◆ Try it: Every line holding the string "CompletedLogin" is to be copied from the entries below.

Source material Start Marker

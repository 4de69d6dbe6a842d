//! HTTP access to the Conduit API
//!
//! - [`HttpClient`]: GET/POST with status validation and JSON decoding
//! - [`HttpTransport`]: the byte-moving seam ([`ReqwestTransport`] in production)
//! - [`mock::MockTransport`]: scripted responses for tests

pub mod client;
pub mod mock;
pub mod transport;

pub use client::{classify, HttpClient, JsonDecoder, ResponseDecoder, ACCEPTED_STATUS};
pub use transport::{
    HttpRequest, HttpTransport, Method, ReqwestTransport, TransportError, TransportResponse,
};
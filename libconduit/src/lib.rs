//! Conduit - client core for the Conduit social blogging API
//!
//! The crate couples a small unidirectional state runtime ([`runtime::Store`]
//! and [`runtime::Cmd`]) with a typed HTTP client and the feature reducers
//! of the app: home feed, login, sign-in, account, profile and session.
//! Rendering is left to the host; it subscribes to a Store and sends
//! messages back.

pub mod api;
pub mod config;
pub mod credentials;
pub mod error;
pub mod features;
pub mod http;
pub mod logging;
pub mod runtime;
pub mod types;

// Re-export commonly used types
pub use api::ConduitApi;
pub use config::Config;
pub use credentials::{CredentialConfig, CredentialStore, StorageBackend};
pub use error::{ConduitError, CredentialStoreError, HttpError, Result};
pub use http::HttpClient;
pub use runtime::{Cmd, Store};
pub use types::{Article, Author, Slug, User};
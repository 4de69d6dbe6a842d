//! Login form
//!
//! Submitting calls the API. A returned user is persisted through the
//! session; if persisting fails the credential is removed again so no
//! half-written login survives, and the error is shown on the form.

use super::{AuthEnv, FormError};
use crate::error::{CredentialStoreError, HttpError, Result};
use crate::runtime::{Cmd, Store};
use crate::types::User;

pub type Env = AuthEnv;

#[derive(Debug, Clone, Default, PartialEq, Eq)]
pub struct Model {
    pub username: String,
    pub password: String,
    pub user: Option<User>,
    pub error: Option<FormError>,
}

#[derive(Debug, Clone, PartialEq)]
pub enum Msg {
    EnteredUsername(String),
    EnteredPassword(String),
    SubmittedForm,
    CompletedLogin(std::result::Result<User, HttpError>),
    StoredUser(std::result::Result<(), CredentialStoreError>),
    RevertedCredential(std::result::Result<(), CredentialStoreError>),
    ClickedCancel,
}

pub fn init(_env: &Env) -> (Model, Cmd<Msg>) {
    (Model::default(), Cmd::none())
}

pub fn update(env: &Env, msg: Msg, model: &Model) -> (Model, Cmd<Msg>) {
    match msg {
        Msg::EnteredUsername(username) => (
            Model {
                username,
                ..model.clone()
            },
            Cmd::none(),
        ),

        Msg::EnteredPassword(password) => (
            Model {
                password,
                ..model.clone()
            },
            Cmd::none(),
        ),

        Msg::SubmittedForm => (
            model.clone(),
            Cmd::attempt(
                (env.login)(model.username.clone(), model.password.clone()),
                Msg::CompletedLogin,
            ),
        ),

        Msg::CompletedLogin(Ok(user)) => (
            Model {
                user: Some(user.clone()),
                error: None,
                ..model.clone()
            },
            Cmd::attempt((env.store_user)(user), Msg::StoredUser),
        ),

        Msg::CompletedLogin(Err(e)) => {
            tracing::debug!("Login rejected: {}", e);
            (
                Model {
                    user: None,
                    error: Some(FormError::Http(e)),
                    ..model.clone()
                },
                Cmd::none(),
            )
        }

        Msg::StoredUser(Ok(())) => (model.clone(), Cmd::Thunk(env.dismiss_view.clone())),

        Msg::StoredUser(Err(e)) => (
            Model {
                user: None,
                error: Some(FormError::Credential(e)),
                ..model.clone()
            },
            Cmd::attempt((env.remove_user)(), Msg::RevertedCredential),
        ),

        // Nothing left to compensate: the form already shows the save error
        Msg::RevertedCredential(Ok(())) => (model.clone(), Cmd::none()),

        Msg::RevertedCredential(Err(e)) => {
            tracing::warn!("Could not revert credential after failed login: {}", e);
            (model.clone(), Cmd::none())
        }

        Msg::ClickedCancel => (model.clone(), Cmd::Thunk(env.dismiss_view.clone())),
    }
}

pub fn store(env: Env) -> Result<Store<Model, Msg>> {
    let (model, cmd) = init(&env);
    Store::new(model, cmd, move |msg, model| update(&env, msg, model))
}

Source material End Marker
Source material Start Marker

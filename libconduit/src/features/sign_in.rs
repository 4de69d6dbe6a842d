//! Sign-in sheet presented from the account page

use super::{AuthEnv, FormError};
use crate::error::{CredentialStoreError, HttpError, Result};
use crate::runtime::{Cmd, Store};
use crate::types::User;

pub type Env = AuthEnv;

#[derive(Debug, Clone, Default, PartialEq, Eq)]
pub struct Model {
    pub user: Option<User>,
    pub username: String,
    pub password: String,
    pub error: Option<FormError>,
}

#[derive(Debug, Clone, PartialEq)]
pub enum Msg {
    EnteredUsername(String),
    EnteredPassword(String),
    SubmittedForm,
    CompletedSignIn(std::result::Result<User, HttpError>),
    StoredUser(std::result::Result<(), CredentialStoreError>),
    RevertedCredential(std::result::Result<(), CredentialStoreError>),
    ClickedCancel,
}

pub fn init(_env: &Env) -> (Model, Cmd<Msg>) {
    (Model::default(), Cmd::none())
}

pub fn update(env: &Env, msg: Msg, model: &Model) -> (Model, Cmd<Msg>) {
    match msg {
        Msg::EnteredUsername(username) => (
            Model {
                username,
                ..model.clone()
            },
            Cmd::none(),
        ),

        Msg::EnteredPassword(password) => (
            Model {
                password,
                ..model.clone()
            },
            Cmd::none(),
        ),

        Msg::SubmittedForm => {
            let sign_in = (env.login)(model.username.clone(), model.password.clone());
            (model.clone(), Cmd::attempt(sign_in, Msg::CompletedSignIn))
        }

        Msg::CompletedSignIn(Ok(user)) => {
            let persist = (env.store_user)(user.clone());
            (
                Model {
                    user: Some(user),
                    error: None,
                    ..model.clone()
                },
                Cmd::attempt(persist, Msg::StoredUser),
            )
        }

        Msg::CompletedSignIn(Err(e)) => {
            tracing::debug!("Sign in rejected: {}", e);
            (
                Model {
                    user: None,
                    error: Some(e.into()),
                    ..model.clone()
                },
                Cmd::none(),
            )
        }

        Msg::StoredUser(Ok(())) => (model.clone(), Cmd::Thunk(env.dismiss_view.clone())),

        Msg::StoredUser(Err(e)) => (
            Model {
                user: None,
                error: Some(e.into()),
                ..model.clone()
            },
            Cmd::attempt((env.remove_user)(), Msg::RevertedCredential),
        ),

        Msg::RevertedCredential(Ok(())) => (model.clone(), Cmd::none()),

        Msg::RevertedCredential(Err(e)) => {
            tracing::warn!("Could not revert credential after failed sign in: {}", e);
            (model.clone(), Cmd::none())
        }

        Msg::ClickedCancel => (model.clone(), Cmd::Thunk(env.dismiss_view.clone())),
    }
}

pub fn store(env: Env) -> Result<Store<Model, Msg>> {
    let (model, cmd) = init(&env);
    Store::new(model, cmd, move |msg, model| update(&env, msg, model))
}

Source material End Marker

◆ Result for this exercise:
    CompletedLogin(std::result::Result<User, HttpError>),
                Msg::CompletedLogin,
        Msg::CompletedLogin(Ok(user)) => (
        Msg::CompletedLogin(Err(e)) => {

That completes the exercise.